## EXERCISE OBJECTIVE
Only one stretch of the data below is wanted: the lines starting at the one with "return Ok(Outcome::Hardlinked);" and ending at the one with "the copy finishes.", both included, given again exactly.

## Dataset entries
══════════
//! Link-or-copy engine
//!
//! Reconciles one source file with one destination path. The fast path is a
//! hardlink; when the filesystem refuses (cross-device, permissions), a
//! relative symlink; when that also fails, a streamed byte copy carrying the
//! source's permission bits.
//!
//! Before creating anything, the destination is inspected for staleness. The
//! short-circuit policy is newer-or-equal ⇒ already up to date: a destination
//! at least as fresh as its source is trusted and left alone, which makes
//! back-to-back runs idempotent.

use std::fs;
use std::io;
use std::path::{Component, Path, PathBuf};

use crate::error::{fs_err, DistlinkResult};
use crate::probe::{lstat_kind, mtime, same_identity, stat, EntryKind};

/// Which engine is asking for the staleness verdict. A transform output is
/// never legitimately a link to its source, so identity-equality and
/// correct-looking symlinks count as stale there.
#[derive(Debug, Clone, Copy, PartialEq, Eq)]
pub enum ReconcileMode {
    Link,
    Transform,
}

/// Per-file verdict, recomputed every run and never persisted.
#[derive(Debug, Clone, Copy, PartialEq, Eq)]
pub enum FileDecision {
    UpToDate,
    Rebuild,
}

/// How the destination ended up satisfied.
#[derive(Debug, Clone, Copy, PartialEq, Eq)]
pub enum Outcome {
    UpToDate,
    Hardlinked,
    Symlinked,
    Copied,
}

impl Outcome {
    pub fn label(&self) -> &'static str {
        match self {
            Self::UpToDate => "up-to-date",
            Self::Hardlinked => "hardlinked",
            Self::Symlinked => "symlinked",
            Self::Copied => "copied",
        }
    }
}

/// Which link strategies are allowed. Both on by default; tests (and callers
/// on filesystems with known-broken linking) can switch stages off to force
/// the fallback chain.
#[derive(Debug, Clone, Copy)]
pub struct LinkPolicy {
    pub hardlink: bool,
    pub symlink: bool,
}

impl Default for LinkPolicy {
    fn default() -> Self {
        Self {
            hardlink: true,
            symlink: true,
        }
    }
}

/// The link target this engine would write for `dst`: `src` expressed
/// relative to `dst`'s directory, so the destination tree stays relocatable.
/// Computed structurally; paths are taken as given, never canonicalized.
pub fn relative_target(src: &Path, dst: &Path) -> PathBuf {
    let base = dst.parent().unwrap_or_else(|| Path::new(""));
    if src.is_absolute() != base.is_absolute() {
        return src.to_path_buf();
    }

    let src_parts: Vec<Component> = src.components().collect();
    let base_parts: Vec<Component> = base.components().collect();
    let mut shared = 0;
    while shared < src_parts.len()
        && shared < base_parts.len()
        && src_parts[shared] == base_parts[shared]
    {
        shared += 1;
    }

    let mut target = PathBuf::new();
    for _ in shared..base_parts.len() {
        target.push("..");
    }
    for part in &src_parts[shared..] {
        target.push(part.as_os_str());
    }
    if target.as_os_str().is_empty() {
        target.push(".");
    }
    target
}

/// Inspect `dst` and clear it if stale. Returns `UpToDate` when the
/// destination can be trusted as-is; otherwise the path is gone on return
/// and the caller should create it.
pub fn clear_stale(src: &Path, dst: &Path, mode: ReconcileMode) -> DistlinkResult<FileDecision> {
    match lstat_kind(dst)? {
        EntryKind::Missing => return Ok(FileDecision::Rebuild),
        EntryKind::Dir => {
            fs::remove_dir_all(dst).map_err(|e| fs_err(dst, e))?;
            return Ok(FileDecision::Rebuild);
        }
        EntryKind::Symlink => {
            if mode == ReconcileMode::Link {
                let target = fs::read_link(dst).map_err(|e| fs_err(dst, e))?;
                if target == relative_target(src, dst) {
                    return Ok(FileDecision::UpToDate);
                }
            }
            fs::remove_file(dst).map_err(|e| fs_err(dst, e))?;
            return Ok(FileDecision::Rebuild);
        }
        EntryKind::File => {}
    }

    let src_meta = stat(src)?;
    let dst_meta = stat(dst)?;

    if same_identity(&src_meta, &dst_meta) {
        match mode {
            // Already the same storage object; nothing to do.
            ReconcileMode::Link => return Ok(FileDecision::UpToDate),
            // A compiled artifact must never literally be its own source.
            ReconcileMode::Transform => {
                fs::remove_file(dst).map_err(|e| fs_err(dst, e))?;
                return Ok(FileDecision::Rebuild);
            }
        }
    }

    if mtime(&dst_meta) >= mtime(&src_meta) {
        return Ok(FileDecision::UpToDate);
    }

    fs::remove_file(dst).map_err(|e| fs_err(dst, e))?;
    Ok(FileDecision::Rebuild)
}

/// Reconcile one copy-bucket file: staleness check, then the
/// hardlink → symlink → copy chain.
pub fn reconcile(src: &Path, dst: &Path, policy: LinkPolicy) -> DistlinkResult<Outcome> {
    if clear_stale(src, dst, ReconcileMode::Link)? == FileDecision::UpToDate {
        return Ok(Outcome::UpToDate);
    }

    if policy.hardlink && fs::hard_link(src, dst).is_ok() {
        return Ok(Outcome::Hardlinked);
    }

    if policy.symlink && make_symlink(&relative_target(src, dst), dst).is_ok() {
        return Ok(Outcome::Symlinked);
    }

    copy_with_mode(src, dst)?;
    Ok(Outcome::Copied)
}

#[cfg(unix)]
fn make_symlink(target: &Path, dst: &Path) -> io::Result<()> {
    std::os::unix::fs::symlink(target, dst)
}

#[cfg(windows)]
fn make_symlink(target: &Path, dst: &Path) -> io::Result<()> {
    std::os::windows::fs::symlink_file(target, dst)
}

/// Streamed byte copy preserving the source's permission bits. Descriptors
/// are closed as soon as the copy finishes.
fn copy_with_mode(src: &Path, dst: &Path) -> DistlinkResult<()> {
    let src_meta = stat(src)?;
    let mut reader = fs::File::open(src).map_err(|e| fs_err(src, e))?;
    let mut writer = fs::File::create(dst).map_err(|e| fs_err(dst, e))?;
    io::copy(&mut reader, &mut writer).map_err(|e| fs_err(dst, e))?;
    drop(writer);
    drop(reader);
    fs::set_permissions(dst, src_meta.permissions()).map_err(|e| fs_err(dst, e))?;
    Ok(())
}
══════════
## RESULT OF THIS EXERCISE
        return Ok(Outcome::Hardlinked);
    }

    if policy.symlink && make_symlink(&relative_target(src, dst), dst).is_ok() {
        return Ok(Outcome::Symlinked);
    }

    copy_with_mode(src, dst)?;
    Ok(Outcome::Copied)
}

#[cfg(unix)]
fn make_symlink(target: &Path, dst: &Path) -> io::Result<()> {
    std::os::unix::fs::symlink(target, dst)
}

#[cfg(windows)]
fn make_symlink(target: &Path, dst: &Path) -> io::Result<()> {
    std::os::windows::fs::symlink_file(target, dst)
}

/// Streamed byte copy preserving the source's permission bits. Descriptors
/// are closed as soon as the copy finishes.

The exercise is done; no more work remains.